Does Total Antioxidant Capacity Really Matter?

Alvin B. Lin, MD, FAAFP
Dr. Lin is an associate professor of family and community medicine at University of Nevada School of Medicine and an adjunct professor of family medicine and geriatrics at Touro University Nevada College of Medicine. He also serves as an advisory medical director for Infinity Hospice Care and as medical director of Lions HealthFirst Foundation. Dr. Lin maintains a small private practice in Las Vegas, NV. The posts represent the views of Dr. Lin, and in no way are to be construed as representative of the above listed organizations. Dr. Lin blogs about current medical literature and news at

So I'm on my way out to Kansas City, MO later today to make an audio recording, No, I'm not going to rap or sing country western, nothing like Hayden Panettiere on ABC's Nashville, But this essentially overnight trip has thrown me off my schedule as I squeeze just one more thing onto my to-do list, Thankfully, Lily is improving & feeling better, so thank you for your prayers & support.

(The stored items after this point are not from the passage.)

//! Classifier families.
//!
//! A [`Learner`] turns a standardized feature matrix and 0/1 labels into a
//! [`FittedModel`]. Fitted models are plain data so they serialize with the
//! rest of a `HorizonModel`.

use serde::{Deserialize, Serialize};
use statrs::distribution::{Continuous, Normal};

/// Capability interface for training a binary classifier.
pub trait Learner: Send + Sync {
    fn name(&self) -> &'static str;

    /// Fit on rows of equal length with labels in {0, 1}.
    fn fit(&self, features: &[Vec<f64>], labels: &[u8]) -> FittedModel;
}

/// Configured learner family.
#[derive(Debug, Clone, Copy, PartialEq, Eq, Default, Serialize, Deserialize)]
#[serde(rename_all = "snake_case")]
pub enum LearnerKind {
    #[default]
    Logistic,
    NaiveBayes,
}

impl LearnerKind {
    pub fn build(&self) -> Box<dyn Learner> {
        match self {
            Self::Logistic => Box::new(LogisticRegression::default()),
            Self::NaiveBayes => Box::new(GaussianNaiveBayes),
        }
    }

    pub fn as_str(&self) -> &'static str {
        match self {
            Self::Logistic => "logistic",
            Self::NaiveBayes => "naive_bayes",
        }
    }
}

/// Per-class statistics for Gaussian naive Bayes.
#[derive(Debug, Clone, PartialEq, Serialize, Deserialize)]
pub struct ClassStats {
    pub count: usize,
    pub means: Vec<f64>,
    pub stds: Vec<f64>,
}

/// Trained parameters of one learner family.
#[derive(Debug, Clone, PartialEq, Serialize, Deserialize)]
#[serde(tag = "kind", rename_all = "snake_case")]
pub enum FittedModel {
    Logistic {
        weights: Vec<f64>,
        bias: f64,
    },
    NaiveBayes {
        negative: ClassStats,
        positive: ClassStats,
    },
}

impl FittedModel {
    /// Probability that the label is 1.
    pub fn predict_proba(&self, features: &[f64]) -> f64 {
        match self {
            Self::Logistic { weights, bias } => {
                let z = bias + dot(weights, features);
                sigmoid(z)
            }
            Self::NaiveBayes { negative, positive } => {
                naive_bayes_proba(negative, positive, features)
            }
        }
    }
}

fn dot(a: &[f64], b: &[f64]) -> f64 {
    a.iter().zip(b).map(|(x, y)| x * y).sum()
}

fn sigmoid(z: f64) -> f64 {
    if z >= 0.0 {
        1.0 / (1.0 + (-z).exp())
    } else {
        let e = z.exp();
        e / (1.0 + e)
    }
}

/// L2-regularized logistic regression fitted by full-batch gradient descent.
///
/// Starts from zero weights and iterates a fixed number of epochs, so the
/// same inputs always produce the same parameters.
#[derive(Debug, Clone, Copy)]
pub struct LogisticRegression {
    pub learning_rate: f64,
    pub epochs: usize,
    pub l2: f64,
}

impl Default for LogisticRegression {
    fn default() -> Self {
        Self {
            learning_rate: 0.5,
            epochs: 300,
            l2: 1e-3,
        }
    }
}

impl Learner for LogisticRegression {
    fn name(&self) -> &'static str {
        "logistic"
    }

    fn fit(&self, features: &[Vec<f64>], labels: &[u8]) -> FittedModel {
        let dims = features.first().map(|r| r.len()).unwrap_or(0);
        let mut weights = vec![0.0; dims];
        let mut bias = 0.0;

        let n = features.len().min(labels.len());
        if n == 0 {
            return FittedModel::Logistic { weights, bias };
        }
        let inv_n = 1.0 / n as f64;

        for _ in 0..self.epochs {
            let mut grad_w = vec![0.0; dims];
            let mut grad_b = 0.0;

            for (row, &label) in features.iter().zip(labels) {
                let err = sigmoid(bias + dot(&weights, row)) - f64::from(label);
                for (g, x) in grad_w.iter_mut().zip(row) {
                    *g += err * x;
                }
                grad_b += err;
            }

            for (w, g) in weights.iter_mut().zip(&grad_w) {
                *w -= self.learning_rate * (g * inv_n + self.l2 * *w);
            }
            bias -= self.learning_rate * grad_b * inv_n;
        }

        FittedModel::Logistic { weights, bias }
    }
}

/// Gaussian naive Bayes with Laplace-smoothed class priors.
#[derive(Debug, Clone, Copy, Default)]
pub struct GaussianNaiveBayes;

/// Variance floor relative to the largest feature variance.
const VAR_SMOOTHING: f64 = 1e-9;

impl Learner for GaussianNaiveBayes {
    fn name(&self) -> &'static str {
        "naive_bayes"
    }

    fn fit(&self, features: &[Vec<f64>], labels: &[u8]) -> FittedModel {
        let dims = features.first().map(|r| r.len()).unwrap_or(0);
        let rows: Vec<(&Vec<f64>, u8)> = features.iter().zip(labels.iter().copied()).collect();

        let max_var = (0..dims)
            .map(|j| variance(rows.iter().map(|(r, _)| r[j])))
            .fold(0.0, f64::max);
        let epsilon = (VAR_SMOOTHING * max_var).max(1e-12);

        let stats_for = |class: u8| {
            let members: Vec<&Vec<f64>> = rows
                .iter()
                .filter(|(_, l)| *l == class)
                .map(|(r, _)| *r)
                .collect();
            let means = (0..dims)
                .map(|j| mean(members.iter().map(|r| r[j])))
                .collect();
            let stds = (0..dims)
                .map(|j| (variance(members.iter().map(|r| r[j])) + epsilon).sqrt())
                .collect();
            ClassStats {
                count: members.len(),
                means,
                stds,
            }
        };

        FittedModel::NaiveBayes {
            negative: stats_for(0),
            positive: stats_for(1),
        }
    }
}

fn mean(values: impl Iterator<Item = f64>) -> f64 {
    let (sum, n) = values.fold((0.0, 0usize), |(s, n), v| (s + v, n + 1));
    if n == 0 {
        0.0
    } else {
        sum / n as f64
    }
}

fn variance(values: impl Iterator<Item = f64> + Clone) -> f64 {
    let m = mean(values.clone());
    mean(values.map(|v| (v - m).powi(2)))
}

fn naive_bayes_proba(negative: &ClassStats, positive: &ClassStats, features: &[f64]) -> f64 {
    let total = (negative.count + positive.count) as f64;
    let prior_pos = (positive.count as f64 + 1.0) / (total + 2.0);

    // one class never seen: nothing to compare densities against
    if negative.count == 0 || positive.count == 0 {
        return prior_pos;
    }

    let log_pos = prior_pos.ln() + log_likelihood(positive, features);
    let log_neg = (1.0 - prior_pos).ln() + log_likelihood(negative, features);
    let proba = sigmoid(log_pos - log_neg);
    if proba.is_finite() {
        proba
    } else {
        prior_pos
    }
}

fn log_likelihood(stats: &ClassStats, features: &[f64]) -> f64 {
    stats
        .means
        .iter()
        .zip(&stats.stds)
        .zip(features)
        .filter_map(|((&m, &s), &x)| Normal::new(m, s).ok().map(|n| n.ln_pdf(x)))
        .sum()
}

As I was cleaning out my inbox, I stumbled upon yet another summary newsletter extolling the virtues of total antioxidant capacity in preventing heart disease in women as published this month in the American Journal of Medicine, It turns out the authors followed 32,561 Swedish women for 10 years after assessing total antioxidant capacity by food frequency questionnaire just once at baseline, After a decade, they then determined the number who had suffered a heart attack and compared their total antioxidant capacity to those who had not suffered an event,

Lo and behold, those who had the highest total antioxidant capacity had the lowest risk of heart attacks, approximately 20% lower than those with the lowest value, Interesting, servings of fruits & vegetables didn't make a difference, But be very careful of extrapolating the results of this study and jumping to the incorrect conclusion that taking a high antioxidant supplement will give you the same effect, Unfortunately, we have no data suggesting this advertising leap of faith.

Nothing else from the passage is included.